══ SUPPLIED DATA ══
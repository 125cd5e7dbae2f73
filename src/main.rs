use clap::Parser;
use indicatif::{ProgressBar, ProgressStyle};
use medreport_ai::{cli, client, config, error, proxy, report, upload};
use medreport_common::{render_document, render_text, ExtractionResult, Orchestrator, Variant};
use cli::{Cli, Commands, OutputFormat};
use config::Config;
use std::time::Duration;
use tracing_subscriber::EnvFilter;

#[tokio::main]
async fn main() -> anyhow::Result<()> {
    let cli = Cli::parse();
    init_logging(cli.verbose);

    let config = Config::load()?;

    match cli.command {
        Commands::Extract { image, explain, output, format, via_proxy } => {
            eprintln!("🩺 medreport - レポート解析\n");

            let transport = match via_proxy {
                Some(url) => client::ReqwestTransport::via_proxy(&url, config.timeout_seconds)?,
                None => client::ReqwestTransport::direct(&config)?,
            };

            let uploaded = upload::read_image(&image)?;
            eprintln!("✔ {} ({}, {} bytes)", uploaded.file_name, uploaded.mime_type, uploaded.bytes.len());

            let orchestrator = Orchestrator::new(transport, Variant::from_explain_flag(explain));

            let spinner = loading_spinner(if orchestrator.variant().explains() {
                "Analyzing... (extraction + summary)"
            } else {
                "Analyzing..."
            });
            let outcome = orchestrator.run(Some(&uploaded)).await;
            spinner.finish_and_clear();

            let report = outcome.map_err(error::MedReportError::from)?;
            eprintln!("✔ 解析完了\n");

            if let Some(path) = output {
                let json = serde_json::to_string_pretty(&report.result)?;
                std::fs::write(&path, json)?;
                eprintln!("✔ 結果を保存: {}\n", path.display());
            }

            match format {
                OutputFormat::Text => println!("{}", report::format_report(&report)),
                OutputFormat::Json => {
                    println!("{}", serde_json::to_string_pretty(&report::report_json(&report))?)
                }
            }
        }

        Commands::Render { input } => {
            let content = std::fs::read_to_string(&input)?;
            let result: ExtractionResult = serde_json::from_str(&content)?;
            println!("{}", render_text(&render_document(&result)));
        }

        Commands::Serve { bind, static_dir, allow_origins } => {
            let addr = match bind {
                Some(addr) => addr,
                None => config.proxy_bind.parse().map_err(|e| {
                    error::MedReportError::Config(format!("proxy_bind が不正です: {}", e))
                })?,
            };

            let allow_origins = if allow_origins.is_empty() {
                config.allow_origins.clone()
            } else {
                allow_origins
            };

            let state = proxy::ProxyState::from_config(&config)?;
            eprintln!("🚀 medreport - 中継サーバ ({})", config.model);
            proxy::serve(addr, state, static_dir, &allow_origins).await?;
        }

        Commands::Config { set_api_key, set_model, show } => {
            let mut config = config;

            if let Some(key) = set_api_key {
                config.set_api_key(key)?;
                println!("✔ APIキーを設定しました");
            }

            if let Some(model) = set_model {
                config.set_model(model)?;
                println!("✔ モデルを設定しました");
            }

            if show {
                println!("設定:");
                println!("  モデル: {}", config.model);
                println!("  APIベースURL: {}", config.api_base);
                println!("  中継サーバ: {}", config.proxy_bind);
                if !config.allow_origins.is_empty() {
                    println!("  許可オリジン: {}", config.allow_origins.join(", "));
                }
                match config.timeout_seconds {
                    Some(secs) => println!("  タイムアウト: {}秒", secs),
                    None => println!("  タイムアウト: 既定"),
                }
                println!(
                    "  APIキー: {}",
                    if config.get_api_key().is_ok() { "設定済み" } else { "未設定" }
                );
            }
        }
    }

    Ok(())
}

fn init_logging(verbose: bool) {
    let filter = if verbose {
        EnvFilter::new("debug")
    } else {
        EnvFilter::try_from_default_env().unwrap_or_else(|_| EnvFilter::new("info"))
    };

    tracing_subscriber::fmt()
        .with_env_filter(filter)
        .with_writer(std::io::stderr)
        .init();
}

fn loading_spinner(message: &'static str) -> ProgressBar {
    let spinner = ProgressBar::new_spinner();
    if let Ok(style) = ProgressStyle::with_template("{spinner} {msg} [{elapsed}]") {
        spinner.set_style(style);
    }
    spinner.set_message(message);
    spinner.enable_steady_tick(Duration::from_millis(100));
    spinner
}
//! Class composition and dispatch.
//!
//! - **[`realm`]** - the class arena and the composition operations
//! - **[`descriptor`]** - fluent composition handle
//! - **[`dispatch`]** - invocation, super pointer management, property access
//! - **[`namespace`]** - dotted-path registration

pub mod descriptor;
pub mod dispatch;
pub mod namespace;
pub mod realm;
═══
■ EXERCISE BRIEF
This task needs one value: the number of lines in the material above that contain the word "realm".

■ RESULT
2